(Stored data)
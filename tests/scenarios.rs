//! End-to-end scenarios over the full engine: deposits, matching,
//! settlement and the journal, with literal expected balances.

mod common;

use common::*;
use exchange_core::prelude::*;

// Simple cross: one trade at 100.00 for 5 DEC, full settlement, no
// residual locks.
#[test]
fn simple_cross_settles_exactly() {
    let (engine, journal) = venue();
    fund_usd(&engine, "a", 10_000);
    fund_dec(&engine, "b", 100);

    let buy = engine
        .submit(OrderRequest::limit("a", "DEC/USD", Side::Buy, 10_000, dec(5)))
        .unwrap();
    assert!(buy.trades.is_empty());

    let sell = engine
        .submit(OrderRequest::limit("b", "DEC/USD", Side::Sell, 10_000, dec(5)))
        .unwrap();
    assert_eq!(sell.trades.len(), 1);
    let trade = &sell.trades[0];
    assert_eq!(trade.price, 10_000);
    assert_eq!(trade.quantity, dec(5));
    assert_eq!(trade.buyer(), &p("a"));
    assert_eq!(trade.seller(), &p("b"));

    let a_usd = engine.balance(&p("a"), &usd_asset());
    let a_dec = engine.balance(&p("a"), &dec_asset());
    let b_usd = engine.balance(&p("b"), &usd_asset());
    let b_dec = engine.balance(&p("b"), &dec_asset());
    assert_eq!(a_usd.available, usd(9_500));
    assert_eq!(a_dec.available, dec(5));
    assert_eq!(b_usd.available, usd(500));
    assert_eq!(b_dec.available, dec(95));
    for balance in [a_usd, a_dec, b_usd, b_dec] {
        assert_eq!(balance.locked, 0);
    }

    // journal saw both orders and the trade
    let tags: Vec<&str> = journal.events().iter().map(|e| e.kind.tag()).collect();
    assert!(tags.contains(&"TRADE"));
    assert_eq!(tags.iter().filter(|t| **t == "FILLED").count(), 2);
}

// Price-time priority: better price first, then FIFO within the level.
#[test]
fn price_time_priority_across_sellers() {
    let (engine, _journal) = venue();
    for seller in ["s1", "s2", "s3"] {
        fund_dec(&engine, seller, 10);
    }
    fund_usd(&engine, "b", 10_000);

    let first = engine
        .submit(OrderRequest::limit("s1", "DEC/USD", Side::Sell, 10_000, dec(10)))
        .unwrap();
    let second = engine
        .submit(OrderRequest::limit("s2", "DEC/USD", Side::Sell, 10_000, dec(10)))
        .unwrap();
    let third = engine
        .submit(OrderRequest::limit("s3", "DEC/USD", Side::Sell, 9_999, dec(10)))
        .unwrap();

    let buy = engine
        .submit(OrderRequest::limit("b", "DEC/USD", Side::Buy, 10_000, dec(25)))
        .unwrap();
    assert_eq!(buy.trades.len(), 3);

    assert_eq!(buy.trades[0].maker_order, third.order_id);
    assert_eq!(buy.trades[0].price, 9_999);
    assert_eq!(buy.trades[0].quantity, dec(10));

    assert_eq!(buy.trades[1].maker_order, first.order_id);
    assert_eq!(buy.trades[1].price, 10_000);
    assert_eq!(buy.trades[1].quantity, dec(10));

    assert_eq!(buy.trades[2].maker_order, second.order_id);
    assert_eq!(buy.trades[2].price, 10_000);
    assert_eq!(buy.trades[2].quantity, dec(5));

    // s2 keeps 5 DEC resting at 100.00
    let depth = engine.depth(&sym(), 5).unwrap();
    assert_eq!(depth.asks.len(), 1);
    assert_eq!(depth.asks[0].price, 10_000);
    assert_eq!(depth.asks[0].quantity, dec(5));
    let s2_order = engine.query(&p("s2"), second.order_id).unwrap();
    assert_eq!(s2_order.status, OrderStatus::PartiallyFilled);
    assert_eq!(s2_order.remaining(), dec(5));
}

// Post-only that would cross is rejected with no book or balance change.
#[test]
fn post_only_rejected_when_crossing() {
    let (engine, _journal) = venue();
    fund_dec(&engine, "s", 10);
    fund_usd(&engine, "a", 10_000);

    engine
        .submit(OrderRequest::limit("s", "DEC/USD", Side::Sell, 10_000, dec(10)))
        .unwrap();

    let mut request = OrderRequest::limit("a", "DEC/USD", Side::Buy, 10_000, dec(5));
    request.kind = OrderKind::PostOnly;
    let result = engine.submit(request);
    assert_eq!(
        result.unwrap_err(),
        EngineError::Rejected(RejectReason::PostOnlyWouldCross)
    );

    let depth = engine.depth(&sym(), 5).unwrap();
    assert_eq!(depth.asks[0].quantity, dec(10));
    assert!(depth.bids.is_empty());
    let a_usd = engine.balance(&p("a"), &usd_asset());
    assert_eq!(a_usd.available, usd(10_000));
    assert_eq!(a_usd.locked, 0);

    // away from the spread it rests
    let mut passive = OrderRequest::limit("a", "DEC/USD", Side::Buy, 9_999, dec(5));
    passive.kind = OrderKind::PostOnly;
    let accepted = engine.submit(passive).unwrap();
    assert_eq!(accepted.status, OrderStatus::New);
}

// Self-match prevention under the default cancel-incoming policy.
#[test]
fn self_match_rejects_incoming() {
    let (engine, journal) = venue();
    fund_dec(&engine, "a", 10);
    fund_usd(&engine, "a", 10_000);

    let sell = engine
        .submit(OrderRequest::limit("a", "DEC/USD", Side::Sell, 10_000, dec(10)))
        .unwrap();

    let result = engine.submit(OrderRequest::limit("a", "DEC/USD", Side::Buy, 10_000, dec(5)));
    assert_eq!(
        result.unwrap_err(),
        EngineError::Rejected(RejectReason::SelfMatchRejected)
    );

    // the resting sell is untouched and the buy never locked anything
    let resting = engine.query(&p("a"), sell.order_id).unwrap();
    assert_eq!(resting.status, OrderStatus::New);
    assert_eq!(resting.remaining(), dec(10));
    assert_eq!(engine.balance(&p("a"), &usd_asset()).locked, 0);
    assert_eq!(engine.balance(&p("a"), &dec_asset()).locked, dec(10));
    assert_eq!(
        journal.events().last().map(|e| e.kind.tag()),
        Some("REJECTED")
    );
}

// Stop-loss: held off the book, fires when the last trade reaches the
// stop, and the TRIGGERED event precedes the resulting trades.
#[test]
fn stop_loss_fires_on_price_drop() {
    let (engine, journal) = venue();
    seed_last_trade(&engine, 10_000); // last trade 100.00

    fund_dec(&engine, "a", 10);
    fund_dec(&engine, "c", 10);
    fund_usd(&engine, "d", 10_000);
    fund_usd(&engine, "e", 10_000);

    let mut stop = OrderRequest::limit("a", "DEC/USD", Side::Sell, 0, dec(10));
    stop.kind = OrderKind::Stop;
    stop.limit_price = None;
    stop.stop_price = Some(9_500);
    let stop_accepted = engine.submit(stop).unwrap();
    assert_eq!(stop_accepted.status, OrderStatus::PendingTrigger);
    assert_eq!(engine.balance(&p("a"), &dec_asset()).locked, dec(10));
    // not on the book
    assert!(engine.depth(&sym(), 5).unwrap().asks.is_empty());

    // liquidity for the stop to consume once it fires
    engine
        .submit(OrderRequest::limit("e", "DEC/USD", Side::Buy, 9_400, dec(10)))
        .unwrap();

    // independent trade drags the last price to 94.99
    engine
        .submit(OrderRequest::limit("c", "DEC/USD", Side::Sell, 9_499, dec(1)))
        .unwrap();
    let push = engine
        .submit(OrderRequest::limit("d", "DEC/USD", Side::Buy, 9_499, dec(1)))
        .unwrap();
    // the push trade fired the stop, whose market sell hit e's bid
    assert_eq!(push.trades.len(), 2);
    assert_eq!(push.trades[1].taker_order, stop_accepted.order_id);
    assert_eq!(push.trades[1].price, 9_400);
    assert_eq!(push.trades[1].quantity, dec(10));

    let a_dec = engine.balance(&p("a"), &dec_asset());
    assert_eq!(a_dec.locked, 0);
    assert_eq!(a_dec.available, 0);
    assert_eq!(engine.balance(&p("a"), &usd_asset()).available, usd(940));

    // TRIGGERED precedes the stop's trade events
    let events = journal.events();
    let triggered_at = events
        .iter()
        .position(|e| e.kind.tag() == "TRIGGERED" && e.order == stop_accepted.order_id)
        .expect("triggered event");
    let stop_trade_at = events
        .iter()
        .position(|e| match &e.kind {
            EventKind::Trade { trade } => trade.taker_order == stop_accepted.order_id,
            _ => false,
        })
        .expect("stop trade event");
    assert!(triggered_at < stop_trade_at);
}

// Iceberg: one displayed slice at a time, replenished until the hidden
// pool drains, all under a single reservation.
#[test]
fn iceberg_slices_replenish() {
    let (engine, _journal) = venue();
    fund_dec(&engine, "s", 100);
    fund_usd(&engine, "b", 20_000);

    let mut iceberg = OrderRequest::limit("s", "DEC/USD", Side::Sell, 10_000, dec(100));
    iceberg.kind = OrderKind::Iceberg;
    iceberg.display_quantity = Some(dec(10));
    let parent = engine.submit(iceberg).unwrap();
    assert_eq!(engine.balance(&p("s"), &dec_asset()).locked, dec(100));

    // visible depth is one slice
    let depth = engine.depth(&sym(), 5).unwrap();
    assert_eq!(depth.asks.len(), 1);
    assert_eq!(depth.asks[0].quantity, dec(10));

    // ten takes of 10 DEC each drain it slice by slice
    for round in 1..=10u128 {
        let take = engine
            .submit(OrderRequest::limit("b", "DEC/USD", Side::Buy, 10_000, dec(10)))
            .unwrap();
        assert_eq!(take.trades.len(), 1, "round {round}");
        assert_eq!(take.trades[0].quantity, dec(10));

        let depth = engine.depth(&sym(), 5).unwrap();
        if round < 10 {
            assert_eq!(depth.asks.len(), 1, "round {round}");
            assert_eq!(depth.asks[0].quantity, dec(10), "round {round}");
        } else {
            assert!(depth.asks.is_empty());
        }
    }

    let parent_order = engine.query(&p("s"), parent.order_id).unwrap();
    assert_eq!(parent_order.status, OrderStatus::Filled);
    assert_eq!(parent_order.filled, dec(100));
    let seller = engine.balance(&p("s"), &dec_asset());
    assert_eq!(seller.locked, 0);
    assert_eq!(seller.available, 0);
    assert_eq!(engine.balance(&p("s"), &usd_asset()).available, usd(10_000));
}

// Fill-or-kill that cannot be fully filled leaves no trace.
#[test]
fn fok_unfillable_rejected() {
    let (engine, _journal) = venue();
    fund_dec(&engine, "x", 5);
    fund_dec(&engine, "y", 5);
    fund_usd(&engine, "b", 10_000);

    engine
        .submit(OrderRequest::limit("x", "DEC/USD", Side::Sell, 10_000, dec(5)))
        .unwrap();
    engine
        .submit(OrderRequest::limit("y", "DEC/USD", Side::Sell, 10_010, dec(5)))
        .unwrap();

    let result = engine.submit(
        OrderRequest::limit("b", "DEC/USD", Side::Buy, 10_020, dec(15))
            .with_tif(TimeInForce::Fok),
    );
    assert_eq!(
        result.unwrap_err(),
        EngineError::Rejected(RejectReason::FokUnfillable)
    );

    let b_usd = engine.balance(&p("b"), &usd_asset());
    assert_eq!(b_usd.available, usd(10_000));
    assert_eq!(b_usd.locked, 0);
    let depth = engine.depth(&sym(), 5).unwrap();
    assert_eq!(depth.asks.len(), 2);

    // and a feasible FOK executes in full
    let filled = engine
        .submit(
            OrderRequest::limit("b", "DEC/USD", Side::Buy, 10_010, dec(10))
                .with_tif(TimeInForce::Fok),
        )
        .unwrap();
    assert_eq!(filled.status, OrderStatus::Filled);
    assert_eq!(filled.trades.len(), 2);
}

// Per-symbol journal sequences are strictly increasing and trades carry
// both sides.
#[test]
fn journal_sequences_are_monotonic() {
    let (engine, journal) = venue();
    fund_usd(&engine, "a", 10_000);
    fund_dec(&engine, "b", 100);
    engine
        .submit(OrderRequest::limit("a", "DEC/USD", Side::Buy, 10_000, dec(5)))
        .unwrap();
    engine
        .submit(OrderRequest::limit("b", "DEC/USD", Side::Sell, 10_000, dec(7)))
        .unwrap();

    let events = journal.events();
    let mut previous = 0;
    for event in &events {
        assert!(event.sequence > previous, "sequence must strictly increase");
        previous = event.sequence;
    }
    let trade = events
        .iter()
        .find_map(|e| match &e.kind {
            EventKind::Trade { trade } => Some(trade.clone()),
            _ => None,
        })
        .expect("trade journaled");
    assert_eq!(trade.maker, p("a"));
    assert_eq!(trade.taker, p("b"));
    assert_eq!(trade.notional, usd(500));
}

▶ _Aim of the task_
Tally up the lines in the records containing the word "EventKind", then give the count and nothing else.

▶ _Output of the exercise_
2